• _AIM OF THE TASK_: Lines with "distinct" in them are to be located in the listing below and copied.

• _DATA TO EXAMINE_:
//! Three-tier flow graphs for sankey diagrams

use dash_records::{Label, Record, RecordField};
use indexmap::IndexSet;
use serde::Serialize;
use std::collections::BTreeMap;

/// Weighted link between two nodes
#[derive(Debug, Clone, Copy, PartialEq, Eq, Serialize)]
pub struct FlowEdge {
    /// Absolute index of the source node
    pub source: usize,
    /// Absolute index of the target node
    pub target: usize,
    /// Number of co-occurring records
    pub weight: u64,
}

/// Node list and edges of a three-stage flow
#[derive(Debug, Clone, Default, PartialEq, Serialize)]
pub struct FlowGraph {
    /// Stage 1 values, then stage 2, then stage 3
    pub nodes: Vec<Label>,
    /// Index of the first node of each stage
    pub stage_offsets: [usize; 3],
    /// Stage 1→2 edges followed by stage 2→3 edges
    pub edges: Vec<FlowEdge>,
}

impl FlowGraph {
    /// Whether the diagram should be drawn
    #[inline]
    #[must_use]
    pub fn is_valid(&self) -> bool {
        self.edges.iter().any(|e| e.weight > 0)
    }

    /// Node labels of one stage (0, 1 or 2)
    #[must_use]
    pub fn stage(&self, stage: usize) -> &[Label] {
        let start = self.stage_offsets.get(stage).copied().unwrap_or(self.nodes.len());
        let end = self
            .stage_offsets
            .get(stage + 1)
            .copied()
            .unwrap_or(self.nodes.len());
        &self.nodes[start..end]
    }

    /// Edge weight between two node labels
    #[must_use]
    pub fn weight_between(&self, source: &Label, target: &Label) -> Option<u64> {
        self.edges
            .iter()
            .find(|e| &self.nodes[e.source] == source && &self.nodes[e.target] == target)
            .map(|e| e.weight)
    }
}

fn distinct(records: &[Record], field: RecordField) -> IndexSet<Label> {
    records.iter().filter_map(|r| r.label(field)).collect()
}

fn link_counts(
    records: &[Record],
    (from_field, from): (RecordField, &IndexSet<Label>),
    (to_field, to): (RecordField, &IndexSet<Label>),
    offsets: (usize, usize),
) -> Vec<FlowEdge> {
    let mut counts: BTreeMap<(usize, usize), u64> = BTreeMap::new();
    for record in records {
        let (Some(a), Some(b)) = (record.label(from_field), record.label(to_field)) else {
            continue;
        };
        if let (Some(i), Some(j)) = (from.get_index_of(&a), to.get_index_of(&b)) {
            *counts.entry((offsets.0 + i, offsets.1 + j)).or_insert(0) += 1;
        }
    }
    counts
        .into_iter()
        .filter(|(_, weight)| *weight > 0)
        .map(|((source, target), weight)| FlowEdge {
            source,
            target,
            weight,
        })
        .collect()
}

/// Build the stage1 → stage2 → stage3 co-occurrence graph
///
/// Each stage contributes its distinct non-empty values in encounter order.
/// A value appearing in two stages becomes two nodes.
#[must_use]
pub fn flow_graph(
    records: &[Record],
    stage1: RecordField,
    stage2: RecordField,
    stage3: RecordField,
) -> FlowGraph {
    let first = distinct(records, stage1);
    let second = distinct(records, stage2);
    let third = distinct(records, stage3);

    let stage_offsets = [0, first.len(), first.len() + second.len()];

    let mut edges = link_counts(
        records,
        (stage1, &first),
        (stage2, &second),
        (stage_offsets[0], stage_offsets[1]),
    );
    edges.extend(link_counts(
        records,
        (stage2, &second),
        (stage3, &third),
        (stage_offsets[1], stage_offsets[2]),
    ));

    let nodes = first.into_iter().chain(second).chain(third).collect();

    FlowGraph {
        nodes,
        stage_offsets,
        edges,
    }
}

#[cfg(test)]
mod tests {
    use super::*;
    use pretty_assertions::assert_eq;

    fn rec(topic: &str, sector: &str, region: &str) -> Record {
        Record {
            topic: topic.into(),
            sector: sector.into(),
            region: region.into(),
            ..Record::default()
        }
    }

    fn tsr(records: &[Record]) -> FlowGraph {
        flow_graph(records, RecordField::Topic, RecordField::Sector, RecordField::Region)
    }

    #[test]
    fn builds_offset_nodes_and_counted_edges() {
        let records = vec![
            rec("oil", "Energy", "Asia"),
            rec("oil", "Energy", "Europe"),
            rec("gas", "Energy", "Asia"),
            rec("gas", "Retail", "Asia"),
        ];
        let graph = tsr(&records);

        assert_eq!(
            graph.nodes,
            vec![
                Label::text("oil"),
                Label::text("gas"),
                Label::text("Energy"),
                Label::text("Retail"),
                Label::text("Asia"),
                Label::text("Europe"),
            ]
        );
        assert_eq!(graph.stage_offsets, [0, 2, 4]);
        assert_eq!(
            graph.edges,
            vec![
                FlowEdge { source: 0, target: 2, weight: 2 },
                FlowEdge { source: 1, target: 2, weight: 1 },
                FlowEdge { source: 1, target: 3, weight: 1 },
                FlowEdge { source: 2, target: 4, weight: 2 },
                FlowEdge { source: 2, target: 5, weight: 1 },
                FlowEdge { source: 3, target: 4, weight: 1 },
            ]
        );
        assert!(graph.is_valid());
    }

    #[test]
    fn empty_values_break_links() {
        let records = vec![rec("oil", "", "Asia"), rec("", "Energy", "Asia")];
        let graph = tsr(&records);

        assert_eq!(graph.stage(0), &[Label::text("oil")]);
        assert_eq!(graph.stage(1), &[Label::text("Energy")]);
        assert_eq!(graph.stage(2), &[Label::text("Asia")]);
        assert_eq!(graph.edges, vec![FlowEdge { source: 1, target: 2, weight: 1 }]);
    }

    #[test]
    fn shared_value_across_stages_gets_two_nodes() {
        let records = vec![rec("Energy", "Energy", "World")];
        let graph = tsr(&records);

        assert_eq!(graph.nodes.len(), 3);
        assert_eq!(graph.weight_between(&Label::text("Energy"), &Label::text("World")), Some(1));
        assert_eq!(graph.edges[0], FlowEdge { source: 0, target: 1, weight: 1 });
    }

    #[test]
    fn no_edges_is_invalid() {
        let records = vec![rec("oil", "", ""), rec("", "", "Asia")];
        let graph = tsr(&records);

        assert_eq!(graph.nodes.len(), 2);
        assert!(graph.edges.is_empty());
        assert!(!graph.is_valid());
    }

    #[test]
    fn empty_input_is_invalid() {
        let graph = tsr(&[]);
        assert!(graph.nodes.is_empty());
        assert!(!graph.is_valid());
        assert!(graph.stage(1).is_empty());
    }
}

• _SOLUTION TO THE EXERCISE_:
fn distinct(records: &[Record], field: RecordField) -> IndexSet<Label> {
/// Each stage contributes its distinct non-empty values in encounter order.
    let first = distinct(records, stage1);
    let second = distinct(records, stage2);
    let third = distinct(records, stage3);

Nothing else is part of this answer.